The third and fourth nominal causes of action are redundant with the first and second, respectively, as negligence per se is not a separate theory of liability but a legal doctrine affecting the negligence claims.

II. LEGAL STANDARDS

A. Remand

District courts have original jurisdiction in cases where all plaintiffs are diverse from all defendants and the amount in controversy exceeds $75,000. 28 U.S.C. § 1332(a). A defendant may remove a case filed in state court to the federal district court where the federal court would have had original jurisdiction had the case been filed there. Id. § 1441(a). Under the "forum defendant rule," however, defendants who are citizens of the forum state may not remove cases where federal jurisdiction is based purely upon § 1332(a). Id. § 1441(b)(2). In any case removed to a district court where it later appears that the court lacks subject matter jurisdiction, the court must remand the case to the state court. Id. § 1447(c).

B. Dismissal

Federal Rule of Civil Procedure 8(a)(2) requires only "a short and plain statement of the claim showing that the pleader is entitled to relief" in order to "give the defendant fair notice of what the . . . claim is and the grounds upon which it rests." Conley v. Gibson, 355 U.S. 41, 47 (1957). Federal Rule of Civil Procedure 12(b)(6) mandates that a court dismiss a cause of action that fails to state a claim upon which relief can be granted. A motion to dismiss under Rule 12(b)(6) tests the complaint's sufficiency. See N. Star Int'l v. Ariz. Corp. Comm'n, 720 F.2d 578, 581 (9th Cir. 1983). When considering a motion to dismiss under Rule 12(b)(6) for failure to state a claim, dismissal is appropriate only when the complaint does not give the defendant fair notice of a legally cognizable claim and the grounds on which it rests. See Bell Atl. Corp. v. Twombly, 550 U.S. 544, 555 (2007). In considering whether the complaint is sufficient to state a claim, the court will take all material allegations as true and construe them in the light most favorable to the plaintiff. See NL Indus., Inc. v. Kaplan, 792 F.2d 896, 898 (9th Cir. 1986). The court, however, is not required to accept as true allegations that are merely conclusory, unwarranted deductions of fact, or unreasonable inferences. See Sprewell v. Golden State Warriors, 266 F.3d 979, 988 (9th Cir. 2001). A formulaic recitation of a cause of action with conclusory allegations is not sufficient; a plaintiff must plead facts showing that a violation is plausible, not just possible. Ashcroft v. Iqbal, 129 S. Ct. 1937, 1949 (2009) (citing Twombly, 550 U.S. at 555).

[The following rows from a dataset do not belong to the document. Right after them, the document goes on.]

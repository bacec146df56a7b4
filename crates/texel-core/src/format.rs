//! Pixel encodings and their storage metadata.
//!
//! # Overview
//!
//! [`PixelFormat`] is the closed set of encodings an [`Image`](crate::Image)
//! can hold. Formats fall into two disjoint classes:
//!
//! | Class | Formats | Editable |
//! |-------|---------|----------|
//! | Uncompressed | `Grayscale` .. `R32G32B32A32` | yes |
//! | Block-compressed | `Dxt1Rgb` .. `Astc8x8Rgba` | no (copy/export only) |
//!
//! A third tag, [`PixelFormat::Unknown`], marks a 16-bit container whose bit
//! layout is not one of the packed formats (produced by dithering to an
//! unusual channel split). Its size is known, its channels are not.
//!
//! # Sizes
//!
//! [`pixel_data_size`] is `bits_per_pixel * width * height / 8`, except that
//! block-compressed images smaller than 4x4 occupy one whole block:
//!
//! ```rust
//! use texel_core::{pixel_data_size, PixelFormat};
//!
//! assert_eq!(pixel_data_size(2, 2, PixelFormat::R5G6B5), 8);
//! assert_eq!(pixel_data_size(2, 2, PixelFormat::Dxt1Rgb), 8);
//! assert_eq!(pixel_data_size(2, 2, PixelFormat::Dxt5Rgba), 16);
//! ```
//!
//! # Numeric ids
//!
//! GPU upload collaborators identify formats by number. [`PixelFormat::as_raw`]
//! and [`PixelFormat::from_raw`] use ids 1..=21 in declaration order; `Unknown`
//! is 0.

use std::fmt;
use std::str::FromStr;

use crate::error::{Error, Result};

/// Pixel encoding of an image buffer.
#[derive(Debug, Clone, Copy, PartialEq, Eq, Hash, Default)]
pub enum PixelFormat {
    /// 16-bit container with an unrecognized channel layout.
    Unknown,
    /// 8 bit gray.
    Grayscale,
    /// 8 bit gray + 8 bit alpha.
    GrayAlpha,
    /// 16 bit packed, no alpha.
    R5G6B5,
    /// 24 bit RGB.
    R8G8B8,
    /// 16 bit packed, 1 bit alpha.
    R5G5B5A1,
    /// 16 bit packed, 4 bit alpha.
    R4G4B4A4,
    /// 32 bit RGBA, the canonical working format.
    #[default]
    R8G8B8A8,
    /// One 32 bit float channel.
    R32,
    /// Three 32 bit float channels.
    R32G32B32,
    /// Four 32 bit float channels.
    R32G32B32A32,
    /// DXT1 without alpha (4 bpp).
    Dxt1Rgb,
    /// DXT1 with 1 bit alpha (4 bpp).
    Dxt1Rgba,
    /// DXT3 (8 bpp).
    Dxt3Rgba,
    /// DXT5 (8 bpp).
    Dxt5Rgba,
    /// ETC1 (4 bpp).
    Etc1Rgb,
    /// ETC2 (4 bpp).
    Etc2Rgb,
    /// ETC2 with EAC alpha (8 bpp).
    Etc2EacRgba,
    /// PVRTC without alpha (4 bpp).
    PvrtRgb,
    /// PVRTC with alpha (4 bpp).
    PvrtRgba,
    /// ASTC 4x4 blocks (8 bpp).
    Astc4x4Rgba,
    /// ASTC 8x8 blocks (2 bpp).
    Astc8x8Rgba,
}

/// All formats with a numeric id, in id order.
pub const ALL_FORMATS: [PixelFormat; 21] = [
    PixelFormat::Grayscale,
    PixelFormat::GrayAlpha,
    PixelFormat::R5G6B5,
    PixelFormat::R8G8B8,
    PixelFormat::R5G5B5A1,
    PixelFormat::R4G4B4A4,
    PixelFormat::R8G8B8A8,
    PixelFormat::R32,
    PixelFormat::R32G32B32,
    PixelFormat::R32G32B32A32,
    PixelFormat::Dxt1Rgb,
    PixelFormat::Dxt1Rgba,
    PixelFormat::Dxt3Rgba,
    PixelFormat::Dxt5Rgba,
    PixelFormat::Etc1Rgb,
    PixelFormat::Etc2Rgb,
    PixelFormat::Etc2EacRgba,
    PixelFormat::PvrtRgb,
    PixelFormat::PvrtRgba,
    PixelFormat::Astc4x4Rgba,
    PixelFormat::Astc8x8Rgba,
];

/// The uncompressed formats, in id order.
pub const UNCOMPRESSED_FORMATS: [PixelFormat; 10] = [
    PixelFormat::Grayscale,
    PixelFormat::GrayAlpha,
    PixelFormat::R5G6B5,
    PixelFormat::R8G8B8,
    PixelFormat::R5G5B5A1,
    PixelFormat::R4G4B4A4,
    PixelFormat::R8G8B8A8,
    PixelFormat::R32,
    PixelFormat::R32G32B32,
    PixelFormat::R32G32B32A32,
];

impl PixelFormat {
    /// Storage bits per pixel.
    pub const fn bits_per_pixel(self) -> u32 {
        match self {
            Self::Grayscale => 8,
            Self::Unknown
            | Self::GrayAlpha
            | Self::R5G6B5
            | Self::R5G5B5A1
            | Self::R4G4B4A4 => 16,
            Self::R8G8B8 => 24,
            Self::R8G8B8A8 | Self::R32 => 32,
            Self::R32G32B32 => 96,
            Self::R32G32B32A32 => 128,
            Self::Dxt1Rgb
            | Self::Dxt1Rgba
            | Self::Etc1Rgb
            | Self::Etc2Rgb
            | Self::PvrtRgb
            | Self::PvrtRgba => 4,
            Self::Dxt3Rgba | Self::Dxt5Rgba | Self::Etc2EacRgba | Self::Astc4x4Rgba => 8,
            Self::Astc8x8Rgba => 2,
        }
    }

    /// Whole bytes per pixel for uncompressed formats, `None` for block formats.
    #[inline]
    pub const fn bytes_per_pixel(self) -> Option<usize> {
        if self.is_compressed() {
            None
        } else {
            Some(self.bits_per_pixel() as usize / 8)
        }
    }

    /// Returns `true` for block-compressed encodings.
    #[inline]
    pub const fn is_compressed(self) -> bool {
        self.as_raw() >= Self::Dxt1Rgb.as_raw()
    }

    /// Returns `true` if pixels can be decoded and re-encoded one at a time.
    ///
    /// Every manipulation operation requires this.
    #[inline]
    pub const fn is_decodable(self) -> bool {
        !self.is_compressed() && !matches!(self, Self::Unknown)
    }

    /// Returns `true` for 32-bit float formats.
    #[inline]
    pub const fn is_float(self) -> bool {
        matches!(self, Self::R32 | Self::R32G32B32 | Self::R32G32B32A32)
    }

    /// Returns `true` if the encoding stores an alpha channel.
    pub const fn has_alpha(self) -> bool {
        matches!(
            self,
            Self::GrayAlpha
                | Self::R5G5B5A1
                | Self::R4G4B4A4
                | Self::R8G8B8A8
                | Self::R32G32B32A32
                | Self::Dxt1Rgba
                | Self::Dxt3Rgba
                | Self::Dxt5Rgba
                | Self::Etc2EacRgba
                | Self::PvrtRgba
                | Self::Astc4x4Rgba
                | Self::Astc8x8Rgba
        )
    }

    /// Number of stored channels (0 for `Unknown`).
    pub const fn channels(self) -> u32 {
        match self {
            Self::Unknown => 0,
            Self::Grayscale | Self::R32 => 1,
            Self::GrayAlpha => 2,
            Self::R5G6B5 | Self::R8G8B8 | Self::R32G32B32 | Self::Dxt1Rgb | Self::Etc1Rgb => 3,
            Self::Etc2Rgb | Self::PvrtRgb => 3,
            _ => 4,
        }
    }

    /// Size of one block, the minimum allocation for tiny compressed images.
    ///
    /// Returns `None` for uncompressed formats.
    pub const fn block_min_size(self) -> Option<usize> {
        match self {
            Self::Dxt1Rgb
            | Self::Dxt1Rgba
            | Self::Etc1Rgb
            | Self::Etc2Rgb
            | Self::PvrtRgb
            | Self::PvrtRgba => Some(8),
            Self::Dxt3Rgba
            | Self::Dxt5Rgba
            | Self::Etc2EacRgba
            | Self::Astc4x4Rgba
            | Self::Astc8x8Rgba => Some(16),
            _ => None,
        }
    }

    /// Bytes needed for a `width` x `height` image in this format.
    #[inline]
    pub fn data_size(self, width: u32, height: u32) -> usize {
        pixel_data_size(width, height, self)
    }

    /// Numeric id (0 for `Unknown`, then 1..=21 in declaration order).
    pub const fn as_raw(self) -> u32 {
        match self {
            Self::Unknown => 0,
            Self::Grayscale => 1,
            Self::GrayAlpha => 2,
            Self::R5G6B5 => 3,
            Self::R8G8B8 => 4,
            Self::R5G5B5A1 => 5,
            Self::R4G4B4A4 => 6,
            Self::R8G8B8A8 => 7,
            Self::R32 => 8,
            Self::R32G32B32 => 9,
            Self::R32G32B32A32 => 10,
            Self::Dxt1Rgb => 11,
            Self::Dxt1Rgba => 12,
            Self::Dxt3Rgba => 13,
            Self::Dxt5Rgba => 14,
            Self::Etc1Rgb => 15,
            Self::Etc2Rgb => 16,
            Self::Etc2EacRgba => 17,
            Self::PvrtRgb => 18,
            Self::PvrtRgba => 19,
            Self::Astc4x4Rgba => 20,
            Self::Astc8x8Rgba => 21,
        }
    }

    /// Looks up a format by numeric id.
    pub fn from_raw(raw: u32) -> Option<Self> {
        match raw {
            0 => Some(Self::Unknown),
            1..=21 => Some(ALL_FORMATS[raw as usize - 1]),
            _ => None,
        }
    }

    /// Canonical upper-case name.
    pub const fn name(self) -> &'static str {
        match self {
            Self::Unknown => "UNKNOWN",
            Self::Grayscale => "GRAYSCALE",
            Self::GrayAlpha => "GRAY_ALPHA",
            Self::R5G6B5 => "R5G6B5",
            Self::R8G8B8 => "R8G8B8",
            Self::R5G5B5A1 => "R5G5B5A1",
            Self::R4G4B4A4 => "R4G4B4A4",
            Self::R8G8B8A8 => "R8G8B8A8",
            Self::R32 => "R32",
            Self::R32G32B32 => "R32G32B32",
            Self::R32G32B32A32 => "R32G32B32A32",
            Self::Dxt1Rgb => "DXT1_RGB",
            Self::Dxt1Rgba => "DXT1_RGBA",
            Self::Dxt3Rgba => "DXT3_RGBA",
            Self::Dxt5Rgba => "DXT5_RGBA",
            Self::Etc1Rgb => "ETC1_RGB",
            Self::Etc2Rgb => "ETC2_RGB",
            Self::Etc2EacRgba => "ETC2_EAC_RGBA",
            Self::PvrtRgb => "PVRT_RGB",
            Self::PvrtRgba => "PVRT_RGBA",
            Self::Astc4x4Rgba => "ASTC_4x4_RGBA",
            Self::Astc8x8Rgba => "ASTC_8x8_RGBA",
        }
    }
}

impl fmt::Display for PixelFormat {
    fn fmt(&self, f: &mut fmt::Formatter<'_>) -> fmt::Result {
        f.write_str(self.name())
    }
}

impl FromStr for PixelFormat {
    type Err = Error;

    /// Parses canonical names case-insensitively, plus a few short aliases
    /// (`gray`, `ga`, `rgb`, `rgba`, `rgb565`, `rgba5551`, `rgba4444`, `r32f`,
    /// `rgb32f`, `rgba32f`).
    fn from_str(s: &str) -> Result<Self> {
        let key = s.trim().to_ascii_uppercase();
        let alias = match key.as_str() {
            "GRAY" | "L8" => Some(Self::Grayscale),
            "GA" | "LA8" => Some(Self::GrayAlpha),
            "RGB" | "RGB8" => Some(Self::R8G8B8),
            "RGBA" | "RGBA8" => Some(Self::R8G8B8A8),
            "RGB565" => Some(Self::R5G6B5),
            "RGBA5551" => Some(Self::R5G5B5A1),
            "RGBA4444" => Some(Self::R4G4B4A4),
            "R32F" => Some(Self::R32),
            "RGB32F" => Some(Self::R32G32B32),
            "RGBA32F" => Some(Self::R32G32B32A32),
            _ => None,
        };
        if let Some(format) = alias {
            return Ok(format);
        }
        ALL_FORMATS
            .iter()
            .copied()
            .find(|f| f.name().eq_ignore_ascii_case(&key))
            .ok_or_else(|| Error::other(format!("unknown pixel format '{s}'")))
    }
}

/// Bytes needed for a `width` x `height` image in `format`.
///
/// Block-compressed images whose width and height are both below 4 take one
/// full block (8 or 16 bytes).
pub fn pixel_data_size(width: u32, height: u32, format: PixelFormat) -> usize {
    let bits = width as usize * height as usize * format.bits_per_pixel() as usize;
    let size = bits / 8;
    match format.block_min_size() {
        Some(block) if width < 4 && height < 4 => block.max(size),
        _ => size,
    }
}

/// Number of mip levels needed to reach 1x1 by repeated halving.
///
/// Each dimension is halved (floor) until it reaches 1 and then stays there.
pub fn mip_level_count(width: u32, height: u32) -> u32 {
    if width == 0 || height == 0 {
        return 0;
    }
    let mut count = 1;
    let (mut w, mut h) = (width, height);
    while w != 1 || h != 1 {
        w = (w / 2).max(1);
        h = (h / 2).max(1);
        count += 1;
    }
    count
}

/// Dimensions of mip `level` for a base image of `width` x `height`.
#[inline]
pub fn mip_level_dims(width: u32, height: u32, level: u32) -> (u32, u32) {
    let w = width.checked_shr(level).unwrap_or(0).max(1);
    let h = height.checked_shr(level).unwrap_or(0).max(1);
    (w, h)
}

/// Total bytes of a chain of `levels` mip levels.
pub fn mip_chain_size(width: u32, height: u32, format: PixelFormat, levels: u32) -> usize {
    (0..levels)
        .map(|level| {
            let (w, h) = mip_level_dims(width, height, level);
            pixel_data_size(w, h, format)
        })
        .sum()
}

"Generally, a district court may not consider any material beyond the pleadings in ruling on a Rule 12(b)(6) motion. However, material which is properly submitted as part of the complaint may be considered on a motion to dismiss." Hal Roach Studios, Inc. v. Richard Feiner & Co., 896 F.2d 1542, 1555 n.19 (9th Cir. 1990) (citation omitted). Similarly, "documents whose contents are alleged in a complaint and whose authenticity no party questions, but which are not physically attached to the pleading, may be considered in ruling on a Rule 12(b)(6) motion to dismiss" without converting the motion to dismiss into a motion for summary judgment. Branch v. Tunnell, 14 F.3d 449, 454 (9th Cir. 1994). Moreover, under Federal Rule of Evidence 201, a court may take judicial notice of "matters of public record." Mack v. S. Bay Beer Distribs., Inc., 798 F.2d 1279, 1282 (9th Cir. 1986). Otherwise, if the district court considers materials outside of the pleadings, the motion to dismiss is converted into a motion for summary judgment. See Arpin v. Santa Clara Valley Transp. Agency, 261 F.3d 912, 925 (9th Cir. 2001).

III. ANALYSIS

A. Remand

Plaintiffs argue a lack of complete diversity. Specifically, they argue that Defendants Showcase and Showcase Retail are not diverse with Plaintiffs Robert Hughes and Markowitz, because all of these parties are Nevada citizens. Also, under the "forum defendant rule," which is an independent bar to removal regardless of complete diversity, Showcase and Showcase Retail cannot remove a case to federal court in Nevada. Plaintiffs adduce only the unverified First Amended Complaint ("FAC") in support. Plaintiffs allege that Robert Hughes and Markowitz are Nevada residents. (See First Am. Compl. ¶¶ 1, 3). They also allege that Showcase is a Nevada partnership and that Showcase Retail is a Nevada LLC. (See id. ¶¶ 16, 20).

Defendants respond that Showcase and Showcase retail are fraudulently joined, such that their presence should not defeat diversity. Defendants argue that under its lease from Showcase, Mars Retail Group had the sole responsibility to maintain any leasehold improvements in good condition and repair, including interior escalators, such as the one where Ms. Hughes allegedly fell, which were not even installed until after Mars took possession from Showcase.

The question is whether Showcase can be liable for injuries to Mars's invitees due to conditions on the land after Mars took possession from Showcase.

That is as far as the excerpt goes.